» What you have to do
Once you have read the listing, retype all of it exactly.

--- Available data ---

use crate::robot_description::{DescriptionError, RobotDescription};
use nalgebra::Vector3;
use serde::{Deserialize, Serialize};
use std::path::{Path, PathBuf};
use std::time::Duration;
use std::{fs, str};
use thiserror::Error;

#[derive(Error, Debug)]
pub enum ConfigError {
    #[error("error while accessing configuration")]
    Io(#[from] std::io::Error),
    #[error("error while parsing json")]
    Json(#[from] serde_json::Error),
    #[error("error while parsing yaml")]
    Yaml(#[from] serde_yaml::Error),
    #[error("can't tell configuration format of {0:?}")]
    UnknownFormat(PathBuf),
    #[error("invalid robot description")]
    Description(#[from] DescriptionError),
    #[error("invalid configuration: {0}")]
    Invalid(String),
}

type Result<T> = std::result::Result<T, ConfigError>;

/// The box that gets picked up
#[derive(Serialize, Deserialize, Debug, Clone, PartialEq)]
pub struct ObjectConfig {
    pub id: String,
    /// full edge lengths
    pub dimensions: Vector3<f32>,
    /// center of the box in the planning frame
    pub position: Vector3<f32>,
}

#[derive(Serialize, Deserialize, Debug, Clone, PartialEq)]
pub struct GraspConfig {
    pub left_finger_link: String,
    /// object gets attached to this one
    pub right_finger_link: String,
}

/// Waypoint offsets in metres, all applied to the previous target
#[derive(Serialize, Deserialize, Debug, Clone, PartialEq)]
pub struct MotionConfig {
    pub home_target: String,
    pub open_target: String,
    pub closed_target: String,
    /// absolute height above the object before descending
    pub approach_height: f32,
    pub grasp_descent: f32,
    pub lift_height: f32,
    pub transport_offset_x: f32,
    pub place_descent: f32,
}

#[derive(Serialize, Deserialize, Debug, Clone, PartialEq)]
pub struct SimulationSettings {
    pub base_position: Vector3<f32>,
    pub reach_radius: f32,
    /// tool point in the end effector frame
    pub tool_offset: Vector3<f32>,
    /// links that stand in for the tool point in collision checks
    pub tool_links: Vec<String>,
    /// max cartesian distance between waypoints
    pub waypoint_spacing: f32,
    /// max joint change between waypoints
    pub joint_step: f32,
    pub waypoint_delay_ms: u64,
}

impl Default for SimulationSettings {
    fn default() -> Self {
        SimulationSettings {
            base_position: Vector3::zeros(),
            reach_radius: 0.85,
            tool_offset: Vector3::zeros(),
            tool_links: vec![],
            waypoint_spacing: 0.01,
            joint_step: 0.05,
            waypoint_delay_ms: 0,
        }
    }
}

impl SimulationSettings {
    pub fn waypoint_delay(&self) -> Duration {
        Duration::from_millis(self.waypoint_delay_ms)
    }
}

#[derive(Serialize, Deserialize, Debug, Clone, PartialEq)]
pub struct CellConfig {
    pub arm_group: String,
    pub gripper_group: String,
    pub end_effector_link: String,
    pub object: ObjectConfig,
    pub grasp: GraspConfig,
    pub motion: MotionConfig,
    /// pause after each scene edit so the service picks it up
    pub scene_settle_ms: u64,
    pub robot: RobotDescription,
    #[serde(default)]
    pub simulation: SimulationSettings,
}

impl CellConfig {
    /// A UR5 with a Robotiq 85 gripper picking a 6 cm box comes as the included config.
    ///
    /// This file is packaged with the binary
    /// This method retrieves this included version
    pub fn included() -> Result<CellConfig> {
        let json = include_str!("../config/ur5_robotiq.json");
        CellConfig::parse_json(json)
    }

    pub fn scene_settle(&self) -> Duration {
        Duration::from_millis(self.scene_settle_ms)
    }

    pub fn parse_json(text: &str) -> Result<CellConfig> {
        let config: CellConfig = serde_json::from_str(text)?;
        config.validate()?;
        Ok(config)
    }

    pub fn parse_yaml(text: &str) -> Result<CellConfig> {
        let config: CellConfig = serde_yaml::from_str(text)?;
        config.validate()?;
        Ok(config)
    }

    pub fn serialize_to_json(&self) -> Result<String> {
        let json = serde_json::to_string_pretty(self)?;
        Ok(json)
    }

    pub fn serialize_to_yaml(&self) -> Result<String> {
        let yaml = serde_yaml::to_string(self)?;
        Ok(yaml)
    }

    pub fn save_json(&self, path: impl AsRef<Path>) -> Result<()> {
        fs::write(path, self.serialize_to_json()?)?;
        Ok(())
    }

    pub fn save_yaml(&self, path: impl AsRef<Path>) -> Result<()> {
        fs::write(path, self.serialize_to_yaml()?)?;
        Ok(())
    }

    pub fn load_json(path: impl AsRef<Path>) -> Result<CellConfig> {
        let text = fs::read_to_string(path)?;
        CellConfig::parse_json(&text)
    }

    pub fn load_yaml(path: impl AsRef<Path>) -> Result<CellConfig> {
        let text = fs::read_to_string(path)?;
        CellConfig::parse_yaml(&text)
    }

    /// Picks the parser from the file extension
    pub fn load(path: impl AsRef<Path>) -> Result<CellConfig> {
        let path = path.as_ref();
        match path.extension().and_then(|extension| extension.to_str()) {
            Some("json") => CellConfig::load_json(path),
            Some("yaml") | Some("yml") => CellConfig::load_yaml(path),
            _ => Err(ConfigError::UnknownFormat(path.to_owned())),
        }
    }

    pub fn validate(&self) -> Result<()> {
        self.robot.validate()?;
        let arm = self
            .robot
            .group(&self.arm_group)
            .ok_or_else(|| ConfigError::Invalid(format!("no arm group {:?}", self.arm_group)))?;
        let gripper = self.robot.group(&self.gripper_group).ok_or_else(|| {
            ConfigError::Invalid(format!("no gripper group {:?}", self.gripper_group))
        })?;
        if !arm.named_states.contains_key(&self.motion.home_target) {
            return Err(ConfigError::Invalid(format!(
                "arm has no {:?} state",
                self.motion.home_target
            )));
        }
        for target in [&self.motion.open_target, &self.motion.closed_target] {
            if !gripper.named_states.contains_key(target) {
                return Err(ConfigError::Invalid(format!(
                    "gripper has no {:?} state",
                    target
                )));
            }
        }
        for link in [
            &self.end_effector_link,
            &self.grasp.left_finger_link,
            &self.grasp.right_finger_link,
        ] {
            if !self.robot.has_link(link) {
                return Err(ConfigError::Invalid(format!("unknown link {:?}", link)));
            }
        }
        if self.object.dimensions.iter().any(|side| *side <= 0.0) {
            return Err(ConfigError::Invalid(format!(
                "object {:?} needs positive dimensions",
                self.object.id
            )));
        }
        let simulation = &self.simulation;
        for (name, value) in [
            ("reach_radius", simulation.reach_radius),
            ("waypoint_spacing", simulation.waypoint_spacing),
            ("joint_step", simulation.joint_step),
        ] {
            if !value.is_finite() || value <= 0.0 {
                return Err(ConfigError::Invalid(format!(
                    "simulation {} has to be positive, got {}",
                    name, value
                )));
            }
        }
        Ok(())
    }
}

---

» Exercise response
use crate::robot_description::{DescriptionError, RobotDescription};
use nalgebra::Vector3;
use serde::{Deserialize, Serialize};
use std::path::{Path, PathBuf};
use std::time::Duration;
use std::{fs, str};
use thiserror::Error;

#[derive(Error, Debug)]
pub enum ConfigError {
    #[error("error while accessing configuration")]
    Io(#[from] std::io::Error),
    #[error("error while parsing json")]
    Json(#[from] serde_json::Error),
    #[error("error while parsing yaml")]
    Yaml(#[from] serde_yaml::Error),
    #[error("can't tell configuration format of {0:?}")]
    UnknownFormat(PathBuf),
    #[error("invalid robot description")]
    Description(#[from] DescriptionError),
    #[error("invalid configuration: {0}")]
    Invalid(String),
}

type Result<T> = std::result::Result<T, ConfigError>;

/// The box that gets picked up
#[derive(Serialize, Deserialize, Debug, Clone, PartialEq)]
pub struct ObjectConfig {
    pub id: String,
    /// full edge lengths
    pub dimensions: Vector3<f32>,
    /// center of the box in the planning frame
    pub position: Vector3<f32>,
}

#[derive(Serialize, Deserialize, Debug, Clone, PartialEq)]
pub struct GraspConfig {
    pub left_finger_link: String,
    /// object gets attached to this one
    pub right_finger_link: String,
}

/// Waypoint offsets in metres, all applied to the previous target
#[derive(Serialize, Deserialize, Debug, Clone, PartialEq)]
pub struct MotionConfig {
    pub home_target: String,
    pub open_target: String,
    pub closed_target: String,
    /// absolute height above the object before descending
    pub approach_height: f32,
    pub grasp_descent: f32,
    pub lift_height: f32,
    pub transport_offset_x: f32,
    pub place_descent: f32,
}

#[derive(Serialize, Deserialize, Debug, Clone, PartialEq)]
pub struct SimulationSettings {
    pub base_position: Vector3<f32>,
    pub reach_radius: f32,
    /// tool point in the end effector frame
    pub tool_offset: Vector3<f32>,
    /// links that stand in for the tool point in collision checks
    pub tool_links: Vec<String>,
    /// max cartesian distance between waypoints
    pub waypoint_spacing: f32,
    /// max joint change between waypoints
    pub joint_step: f32,
    pub waypoint_delay_ms: u64,
}

impl Default for SimulationSettings {
    fn default() -> Self {
        SimulationSettings {
            base_position: Vector3::zeros(),
            reach_radius: 0.85,
            tool_offset: Vector3::zeros(),
            tool_links: vec![],
            waypoint_spacing: 0.01,
            joint_step: 0.05,
            waypoint_delay_ms: 0,
        }
    }
}

impl SimulationSettings {
    pub fn waypoint_delay(&self) -> Duration {
        Duration::from_millis(self.waypoint_delay_ms)
    }
}

#[derive(Serialize, Deserialize, Debug, Clone, PartialEq)]
pub struct CellConfig {
    pub arm_group: String,
    pub gripper_group: String,
    pub end_effector_link: String,
    pub object: ObjectConfig,
    pub grasp: GraspConfig,
    pub motion: MotionConfig,
    /// pause after each scene edit so the service picks it up
    pub scene_settle_ms: u64,
    pub robot: RobotDescription,
    #[serde(default)]
    pub simulation: SimulationSettings,
}

impl CellConfig {
    /// A UR5 with a Robotiq 85 gripper picking a 6 cm box comes as the included config.
    ///
    /// This file is packaged with the binary
    /// This method retrieves this included version
    pub fn included() -> Result<CellConfig> {
        let json = include_str!("../config/ur5_robotiq.json");
        CellConfig::parse_json(json)
    }

    pub fn scene_settle(&self) -> Duration {
        Duration::from_millis(self.scene_settle_ms)
    }

    pub fn parse_json(text: &str) -> Result<CellConfig> {
        let config: CellConfig = serde_json::from_str(text)?;
        config.validate()?;
        Ok(config)
    }

    pub fn parse_yaml(text: &str) -> Result<CellConfig> {
        let config: CellConfig = serde_yaml::from_str(text)?;
        config.validate()?;
        Ok(config)
    }

    pub fn serialize_to_json(&self) -> Result<String> {
        let json = serde_json::to_string_pretty(self)?;
        Ok(json)
    }

    pub fn serialize_to_yaml(&self) -> Result<String> {
        let yaml = serde_yaml::to_string(self)?;
        Ok(yaml)
    }

    pub fn save_json(&self, path: impl AsRef<Path>) -> Result<()> {
        fs::write(path, self.serialize_to_json()?)?;
        Ok(())
    }

    pub fn save_yaml(&self, path: impl AsRef<Path>) -> Result<()> {
        fs::write(path, self.serialize_to_yaml()?)?;
        Ok(())
    }

    pub fn load_json(path: impl AsRef<Path>) -> Result<CellConfig> {
        let text = fs::read_to_string(path)?;
        CellConfig::parse_json(&text)
    }

    pub fn load_yaml(path: impl AsRef<Path>) -> Result<CellConfig> {
        let text = fs::read_to_string(path)?;
        CellConfig::parse_yaml(&text)
    }

    /// Picks the parser from the file extension
    pub fn load(path: impl AsRef<Path>) -> Result<CellConfig> {
        let path = path.as_ref();
        match path.extension().and_then(|extension| extension.to_str()) {
            Some("json") => CellConfig::load_json(path),
            Some("yaml") | Some("yml") => CellConfig::load_yaml(path),
            _ => Err(ConfigError::UnknownFormat(path.to_owned())),
        }
    }

    pub fn validate(&self) -> Result<()> {
        self.robot.validate()?;
        let arm = self
            .robot
            .group(&self.arm_group)
            .ok_or_else(|| ConfigError::Invalid(format!("no arm group {:?}", self.arm_group)))?;
        let gripper = self.robot.group(&self.gripper_group).ok_or_else(|| {
            ConfigError::Invalid(format!("no gripper group {:?}", self.gripper_group))
        })?;
        if !arm.named_states.contains_key(&self.motion.home_target) {
            return Err(ConfigError::Invalid(format!(
                "arm has no {:?} state",
                self.motion.home_target
            )));
        }
        for target in [&self.motion.open_target, &self.motion.closed_target] {
            if !gripper.named_states.contains_key(target) {
                return Err(ConfigError::Invalid(format!(
                    "gripper has no {:?} state",
                    target
                )));
            }
        }
        for link in [
            &self.end_effector_link,
            &self.grasp.left_finger_link,
            &self.grasp.right_finger_link,
        ] {
            if !self.robot.has_link(link) {
                return Err(ConfigError::Invalid(format!("unknown link {:?}", link)));
            }
        }
        if self.object.dimensions.iter().any(|side| *side <= 0.0) {
            return Err(ConfigError::Invalid(format!(
                "object {:?} needs positive dimensions",
                self.object.id
            )));
        }
        let simulation = &self.simulation;
        for (name, value) in [
            ("reach_radius", simulation.reach_radius),
            ("waypoint_spacing", simulation.waypoint_spacing),
            ("joint_step", simulation.joint_step),
        ] {
            if !value.is_finite() || value <= 0.0 {
                return Err(ConfigError::Invalid(format!(
                    "simulation {} has to be positive, got {}",
                    name, value
                )));
            }
        }
        Ok(())
    }
}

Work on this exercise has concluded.